(Information Opens)

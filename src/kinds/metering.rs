use anyhow::Result;
use async_trait::async_trait;

use crate::kinds::{KindContext, ResourceKind, unexpected_resource};
use crate::types::Resource;

/// Aodh alarms of the project.
pub struct Alarms {
    ctx: KindContext,
}

impl Alarms {
    pub const NAME: &'static str = "Alarms";
    pub const ORDER: i32 = 20;

    pub fn new(ctx: &KindContext) -> Self {
        Alarms { ctx: ctx.clone() }
    }
}

#[async_trait]
impl ResourceKind for Alarms {
    fn name(&self) -> &str {
        Self::NAME
    }

    fn order(&self) -> i32 {
        Self::ORDER
    }

    fn project_id(&self) -> &str {
        &self.ctx.project_id
    }

    async fn list(&self) -> Result<Vec<Resource>> {
        Ok(self
            .ctx
            .cloud
            .list_alarms(&self.ctx.project_id)
            .await?
            .into_iter()
            .map(Resource::Alarm)
            .collect())
    }

    async fn delete(&self, resource: &Resource) -> Result<()> {
        let Resource::Alarm(alarm) = resource else {
            return Err(unexpected_resource(self.name(), resource));
        };
        self.ctx.cloud.delete_alarm(&alarm.alarm_id).await
    }
}

#[cfg(test)]
mod tests {
    use super::*;
    use crate::cloud::ServiceType;
    use crate::test_utils::{FakeCloud, OTHER_PROJECT_ID, TEST_PROJECT_ID, make_kind_context};
    use crate::types::Alarm;
    use crate::types::error::is_endpoint_not_found_error;

    fn alarm(id: &str, project_id: &str) -> Alarm {
        Alarm {
            alarm_id: id.to_string(),
            name: format!("cpu-{id}"),
            project_id: Some(project_id.to_string()),
        }
    }

    #[tokio::test]
    async fn list_only_project_alarms() {
        let cloud = FakeCloud::new();
        cloud.with_state(|state| {
            state.alarms = vec![alarm("a1", TEST_PROJECT_ID), alarm("a2", OTHER_PROJECT_ID)];
        });
        let kind = Alarms::new(&make_kind_context(&cloud));

        let resources = kind.list().await.unwrap();
        assert_eq!(resources.len(), 1);
        assert_eq!(kind.to_str(&resources[0]), "Alarm (id='a1', name='cpu-a1')");

        kind.delete(&resources[0]).await.unwrap();
        assert_eq!(cloud.delete_calls(), vec!["alarm:a1"]);
    }

    #[tokio::test]
    async fn list_without_alarming_service_is_endpoint_not_found() {
        let cloud = FakeCloud::new();
        cloud.with_state(|state| {
            state.unavailable_services.insert(ServiceType::Alarming);
        });
        let kind = Alarms::new(&make_kind_context(&cloud));

        let error = kind.list().await.unwrap_err();
        assert!(is_endpoint_not_found_error(&error));
    }
}
/// Shared cancellation flag of a purge run.
///
/// This is a type alias for [`tokio_util::sync::CancellationToken`]. Any
/// runner that hits a fatal error cancels it, and every other runner stops at
/// its next check. The Ctrl-C handler of the binary cancels it too.
pub type PurgeCancellationToken = tokio_util::sync::CancellationToken;

/// Create a new [`PurgeCancellationToken`].
///
/// # Example
///
/// ```
/// use ospurge_rs::create_purge_cancellation_token;
///
/// let token = create_purge_cancellation_token();
/// assert!(!token.is_cancelled());
///
/// token.cancel();
/// assert!(token.is_cancelled());
/// ```
pub fn create_purge_cancellation_token() -> PurgeCancellationToken {
    tokio_util::sync::CancellationToken::new()
}
//! Strongly typed records returned by the cloud services.
//!
//! Field names follow the JSON documents returned by the OpenStack APIs so the
//! records can be deserialized directly. Only the fields the purge needs are
//! kept.

use serde::Deserialize;

use super::Ownable;

#[derive(Debug, Clone, PartialEq, Deserialize)]
pub struct Server {
    pub id: String,
    #[serde(default)]
    pub name: String,
    #[serde(default)]
    pub project_id: Option<String>,
    #[serde(default)]
    pub tenant_id: Option<String>,
}

#[derive(Debug, Clone, PartialEq, Deserialize)]
pub struct Volume {
    pub id: String,
    #[serde(default)]
    pub name: Option<String>,
    #[serde(default, rename = "os-vol-tenant-attr:tenant_id")]
    pub tenant_id: Option<String>,
}

#[derive(Debug, Clone, PartialEq, Deserialize)]
pub struct Snapshot {
    pub id: String,
    #[serde(default)]
    pub name: Option<String>,
    pub volume_id: String,
    /// Only reported by platforms exposing the extended snapshot attributes.
    #[serde(default, rename = "os-extended-snapshot-attributes:project_id")]
    pub project_id: Option<String>,
}

#[derive(Debug, Clone, PartialEq, Deserialize)]
pub struct Backup {
    pub id: String,
    #[serde(default)]
    pub name: Option<String>,
    #[serde(default, rename = "os-backup-project-attr:project_id")]
    pub project_id: Option<String>,
}

#[derive(Debug, Clone, PartialEq, Deserialize)]
pub struct VolumeGroup {
    pub id: String,
    #[serde(default)]
    pub name: Option<String>,
    #[serde(default)]
    pub project_id: Option<String>,
}

#[derive(Debug, Clone, PartialEq, Deserialize)]
pub struct GroupSnapshot {
    pub id: String,
    #[serde(default)]
    pub name: Option<String>,
    #[serde(default)]
    pub project_id: Option<String>,
}

#[derive(Debug, Clone, PartialEq, Deserialize)]
pub struct Image {
    pub id: String,
    #[serde(default)]
    pub name: Option<String>,
    #[serde(default)]
    pub owner: Option<String>,
    #[serde(default)]
    pub visibility: Option<String>,
    /// Glance v1 flag, still returned by some deployments.
    #[serde(default)]
    pub is_public: Option<bool>,
}

impl Image {
    pub fn is_public(&self) -> bool {
        self.is_public == Some(true) || self.visibility.as_deref() == Some("public")
    }
}

#[derive(Debug, Clone, PartialEq, Deserialize)]
pub struct Network {
    pub id: String,
    #[serde(default)]
    pub name: String,
    #[serde(default)]
    pub project_id: Option<String>,
    #[serde(default)]
    pub tenant_id: Option<String>,
    #[serde(default, rename = "router:external")]
    pub router_external: bool,
}

#[derive(Debug, Clone, PartialEq, Deserialize)]
pub struct Port {
    pub id: String,
    #[serde(default)]
    pub network_id: String,
    #[serde(default)]
    pub device_owner: String,
    #[serde(default)]
    pub device_id: String,
    #[serde(default)]
    pub project_id: Option<String>,
    #[serde(default)]
    pub tenant_id: Option<String>,
}

#[derive(Debug, Clone, PartialEq, Deserialize)]
pub struct Router {
    pub id: String,
    #[serde(default)]
    pub name: String,
    #[serde(default)]
    pub project_id: Option<String>,
    #[serde(default)]
    pub tenant_id: Option<String>,
}

#[derive(Debug, Clone, PartialEq, Deserialize)]
pub struct FloatingIp {
    pub id: String,
    #[serde(default)]
    pub floating_ip_address: Option<String>,
    #[serde(default)]
    pub project_id: Option<String>,
    #[serde(default)]
    pub tenant_id: Option<String>,
}

#[derive(Debug, Clone, PartialEq, Deserialize)]
pub struct SecurityGroup {
    pub id: String,
    #[serde(default)]
    pub name: String,
    #[serde(default)]
    pub project_id: Option<String>,
    #[serde(default)]
    pub tenant_id: Option<String>,
}

#[derive(Debug, Clone, PartialEq, Deserialize)]
pub struct Stack {
    pub id: String,
    pub stack_name: String,
    #[serde(default)]
    pub project: Option<String>,
}

/// Swift container. Containers live in the project's account, so the
/// service reports no owner on them.
#[derive(Debug, Clone, PartialEq, Deserialize)]
pub struct Container {
    pub name: String,
}

#[derive(Debug, Clone, PartialEq, Deserialize)]
pub struct StorageObject {
    pub name: String,
    /// Filled in by the client; Swift does not repeat it per object.
    #[serde(default)]
    pub container_name: String,
}

#[derive(Debug, Clone, PartialEq, Deserialize)]
pub struct Alarm {
    pub alarm_id: String,
    #[serde(default)]
    pub name: String,
    #[serde(default)]
    pub project_id: Option<String>,
}

/// Record for kinds registered from outside this crate.
#[derive(Debug, Clone, PartialEq)]
pub struct GenericResource {
    pub kind: String,
    pub id: String,
    pub owner: Option<String>,
    pub attributes: serde_json::Value,
}

macro_rules! ownable_by_project_or_tenant {
    ($($record:ty),* $(,)?) => {
        $(
            impl Ownable for $record {
                fn id(&self) -> &str {
                    &self.id
                }

                fn owner(&self) -> Option<&str> {
                    self.project_id.as_deref().or(self.tenant_id.as_deref())
                }
            }
        )*
    };
}

ownable_by_project_or_tenant!(Server, Network, Port, Router, FloatingIp, SecurityGroup);

macro_rules! ownable_by_project {
    ($($record:ty),* $(,)?) => {
        $(
            impl Ownable for $record {
                fn id(&self) -> &str {
                    &self.id
                }

                fn owner(&self) -> Option<&str> {
                    self.project_id.as_deref()
                }
            }
        )*
    };
}

ownable_by_project!(Snapshot, Backup, VolumeGroup, GroupSnapshot);

impl Ownable for Volume {
    fn id(&self) -> &str {
        &self.id
    }

    fn owner(&self) -> Option<&str> {
        self.tenant_id.as_deref()
    }
}

impl Ownable for Image {
    fn id(&self) -> &str {
        &self.id
    }

    fn owner(&self) -> Option<&str> {
        self.owner.as_deref()
    }
}

impl Ownable for Stack {
    fn id(&self) -> &str {
        &self.id
    }

    fn owner(&self) -> Option<&str> {
        self.project.as_deref()
    }
}

impl Ownable for Container {
    fn id(&self) -> &str {
        &self.name
    }

    fn owner(&self) -> Option<&str> {
        None
    }
}

impl Ownable for StorageObject {
    fn id(&self) -> &str {
        &self.name
    }

    fn owner(&self) -> Option<&str> {
        None
    }
}

impl Ownable for Alarm {
    fn id(&self) -> &str {
        &self.alarm_id
    }

    fn owner(&self) -> Option<&str> {
        self.project_id.as_deref()
    }
}

impl Ownable for GenericResource {
    fn id(&self) -> &str {
        &self.id
    }

    fn owner(&self) -> Option<&str> {
        self.owner.as_deref()
    }
}
//! Per-kind driver.
//!
//! A [`PurgeRunner`] takes one [`ResourceKind`](crate::kinds::ResourceKind)
//! through `WAITING_PREREQ → LISTING → ITERATING → DONE`, or `FAILED`.
//!
//! - The prerequisite is polled with exponential backoff up to a deadline.
//!   Dry runs and runs restricted to explicit kinds skip this step.
//! - Deletes are retried a fixed number of times at a fixed interval. A
//!   resource that is already gone counts as deleted.
//! - Every sleep races the shared cancellation token, and the token is
//!   checked before each resource, so a runner stops within one interval of
//!   another runner failing.
//!
//! A runner that fails cancels the shared token itself. A runner that stops
//! because the token was cancelled reports `Cancelled`, not a failure.

use std::sync::atomic::{AtomicU64, Ordering};
use std::time::Duration;

use anyhow::Result;
use async_channel::Sender;
use tokio::time::Instant;
use tracing::{debug, error, info, warn};

use crate::config::Config;
use crate::kinds::Kind;
use crate::types::error::{
    PurgeError, is_cancelled_error, is_endpoint_not_found_error, is_not_found_error,
};
use crate::types::token::PurgeCancellationToken;
use crate::types::{PurgeStatistics, Resource};

/// Terminal state of one kind.
#[derive(Debug, Clone, PartialEq, Eq)]
pub enum KindStatus {
    Completed,
    /// The service backing the kind is not in the catalog.
    Unavailable,
    /// Stopped because the shared token was cancelled.
    Cancelled,
    Failed(String),
}

#[derive(Debug, Clone, PartialEq, Eq)]
pub struct KindOutcome {
    pub kind: String,
    pub order: i32,
    pub status: KindStatus,
    /// Deletes given up on without failing the kind (explicit selection only).
    pub failed_deletions: u64,
}

impl KindOutcome {
    pub fn is_failed(&self) -> bool {
        matches!(self.status, KindStatus::Failed(_))
    }
}

pub struct PurgeRunner {
    kind: Kind,
    config: Config,
    cancellation_token: PurgeCancellationToken,
    stats_sender: Sender<PurgeStatistics>,
    failed_deletions: AtomicU64,
}

impl PurgeRunner {
    pub fn new(
        kind: Kind,
        config: Config,
        cancellation_token: PurgeCancellationToken,
        stats_sender: Sender<PurgeStatistics>,
    ) -> Self {
        Self {
            kind,
            config,
            cancellation_token,
            stats_sender,
            failed_deletions: AtomicU64::new(0),
        }
    }

    /// Purge the kind and report how it ended.
    ///
    /// Never returns an error: failures are turned into
    /// [`KindStatus::Failed`] after cancelling the shared token.
    pub async fn run(self) -> KindOutcome {
        let kind = self.kind.name().to_string();
        let order = self.kind.order();
        debug!(kind = %kind, order = order, "purge runner started.");

        let status = match self.purge().await {
            Ok(()) => {
                info!(kind = %kind, "purge of resource kind has been completed.");
                KindStatus::Completed
            }
            Err(e) if is_cancelled_error(&e) => {
                info!(kind = %kind, "purge of resource kind has been cancelled.");
                KindStatus::Cancelled
            }
            Err(e) if is_endpoint_not_found_error(&e) => {
                info!(
                    kind = %kind,
                    error = %e,
                    "service of resource kind is not available, skipping."
                );
                KindStatus::Unavailable
            }
            Err(e) => {
                self.cancellation_token.cancel();
                let message = format!("{e:#}");
                error!(kind = %kind, error = %message, "purge of resource kind failed.");
                KindStatus::Failed(message)
            }
        };

        KindOutcome {
            kind,
            order,
            status,
            failed_deletions: self.failed_deletions.load(Ordering::SeqCst),
        }
    }

    async fn purge(&self) -> Result<()> {
        if self.config.dry_run || self.config.is_explicit_kind_selection() {
            debug!(kind = self.kind.name(), "skipping prerequisite check.");
        } else {
            self.wait_for_prerequisite().await?;
        }

        self.check_cancelled()?;
        let resources = self.unless_cancelled(self.kind.list()).await?;
        debug!(
            kind = self.kind.name(),
            count = resources.len(),
            "resources have been listed."
        );

        for resource in resources {
            self.check_cancelled()?;
            self.process_resource(&resource).await?;
        }

        Ok(())
    }

    async fn process_resource(&self, resource: &Resource) -> Result<()> {
        let description = self.kind.to_str(resource);

        if !self.unless_cancelled(self.kind.should_delete(resource)).await? {
            debug!(
                kind = self.kind.name(),
                resource = %description,
                "resource is not owned by the purged project, skipping."
            );
            self.send_stats(PurgeStatistics::DeleteSkip {
                kind: self.kind.name().to_string(),
                description,
            })
            .await;
            return Ok(());
        }

        if self.config.dry_run {
            info!(
                kind = self.kind.name(),
                resource = %description,
                "[dry-run] resource would be deleted."
            );
            self.send_stats(PurgeStatistics::DryRunListed {
                order: self.kind.order(),
                kind: self.kind.name().to_string(),
                description,
            })
            .await;
            return Ok(());
        }

        match self.delete_with_retry(resource, &description).await {
            Err(e)
                if self.config.is_explicit_kind_selection()
                    && e.downcast_ref::<PurgeError>().is_some_and(|e| {
                        matches!(e, PurgeError::DeletionFailed { .. })
                    }) =>
            {
                warn!(
                    kind = self.kind.name(),
                    resource = %description,
                    error = %e,
                    "deletion failed, continuing since only explicit resource kinds were requested."
                );
                self.failed_deletions.fetch_add(1, Ordering::SeqCst);
                self.send_stats(PurgeStatistics::DeleteError {
                    kind: self.kind.name().to_string(),
                    description,
                })
                .await;
                Ok(())
            }
            result => result,
        }
    }

    async fn delete_with_retry(&self, resource: &Resource, description: &str) -> Result<()> {
        let retry_config = &self.config.delete_retry_config;
        let interval = Duration::from_millis(retry_config.interval_milliseconds);

        let mut attempt = 0;
        loop {
            attempt += 1;
            match self.unless_cancelled(self.kind.delete(resource)).await {
                Err(e) if is_cancelled_error(&e) => return Err(e),
                Ok(()) => {
                    info!(
                        kind = self.kind.name(),
                        resource = description,
                        "resource has been deleted."
                    );
                    self.send_stats(PurgeStatistics::DeleteComplete {
                        kind: self.kind.name().to_string(),
                        description: description.to_string(),
                    })
                    .await;
                    return Ok(());
                }
                Err(e) if is_not_found_error(&e) => {
                    warn!(
                        kind = self.kind.name(),
                        resource = description,
                        "resource has already been deleted."
                    );
                    self.send_stats(PurgeStatistics::DeleteAbsent {
                        kind: self.kind.name().to_string(),
                        description: description.to_string(),
                    })
                    .await;
                    return Ok(());
                }
                Err(e) if attempt >= retry_config.max_attempts => {
                    return Err(PurgeError::DeletionFailed {
                        kind: self.kind.name().to_string(),
                        attempts: attempt,
                        message: format!("{description}: {e:#}"),
                    }
                    .into());
                }
                Err(e) => {
                    warn!(
                        kind = self.kind.name(),
                        resource = description,
                        attempt = attempt,
                        max_attempts = retry_config.max_attempts,
                        error = %e,
                        "deletion failed, retrying."
                    );
                    self.sleep_unless_cancelled(interval).await?;
                }
            }
        }
    }

    async fn wait_for_prerequisite(&self) -> Result<()> {
        let prerequisite_config = &self.config.prerequisite_config;
        let timeout = Duration::from_millis(prerequisite_config.timeout_milliseconds);
        let max_interval = Duration::from_millis(prerequisite_config.max_interval_milliseconds);
        let mut interval = Duration::from_millis(prerequisite_config.initial_interval_milliseconds);
        let deadline = Instant::now() + timeout;

        loop {
            self.check_cancelled()?;
            if self.unless_cancelled(self.kind.check_prerequisite()).await? {
                debug!(kind = self.kind.name(), "prerequisite has been met.");
                return Ok(());
            }

            let now = Instant::now();
            if now >= deadline {
                return Err(PurgeError::PrerequisiteTimeout {
                    kind: self.kind.name().to_string(),
                    timeout_secs: timeout.as_secs(),
                }
                .into());
            }

            info!(
                kind = self.kind.name(),
                wait_milliseconds = interval.as_millis() as u64,
                "prerequisite not met yet, waiting."
            );
            self.sleep_unless_cancelled(interval.min(deadline - now))
                .await?;
            interval = (interval * 2).min(max_interval);
        }
    }

    async fn sleep_unless_cancelled(&self, duration: Duration) -> Result<()> {
        self.unless_cancelled(async {
            tokio::time::sleep(duration).await;
            Ok(())
        })
        .await
    }

    /// Drive a call into the kind, dropping it as soon as the shared token is
    /// cancelled.
    async fn unless_cancelled<T>(&self, future: impl Future<Output = Result<T>>) -> Result<T> {
        tokio::select! {
            biased;
            _ = self.cancellation_token.cancelled() => Err(PurgeError::Cancelled.into()),
            result = future => result,
        }
    }

    fn check_cancelled(&self) -> Result<()> {
        if self.cancellation_token.is_cancelled() {
            return Err(PurgeError::Cancelled.into());
        }
        Ok(())
    }

    async fn send_stats(&self, stats: PurgeStatistics) {
        let _ = self.stats_sender.send(stats).await;
    }
}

(Information Closes)

What you should do — Write out the material above exactly, please, from its first line up to and including the line where "pub const ORDER: i32 = 20;" appears, and stop there.

Solution to this problem —
filename src/kinds/metering.rs
use anyhow::Result;
use async_trait::async_trait;

use crate::kinds::{KindContext, ResourceKind, unexpected_resource};
use crate::types::Resource;

/// Aodh alarms of the project.
pub struct Alarms {
    ctx: KindContext,
}

impl Alarms {
    pub const NAME: &'static str = "Alarms";
    pub const ORDER: i32 = 20;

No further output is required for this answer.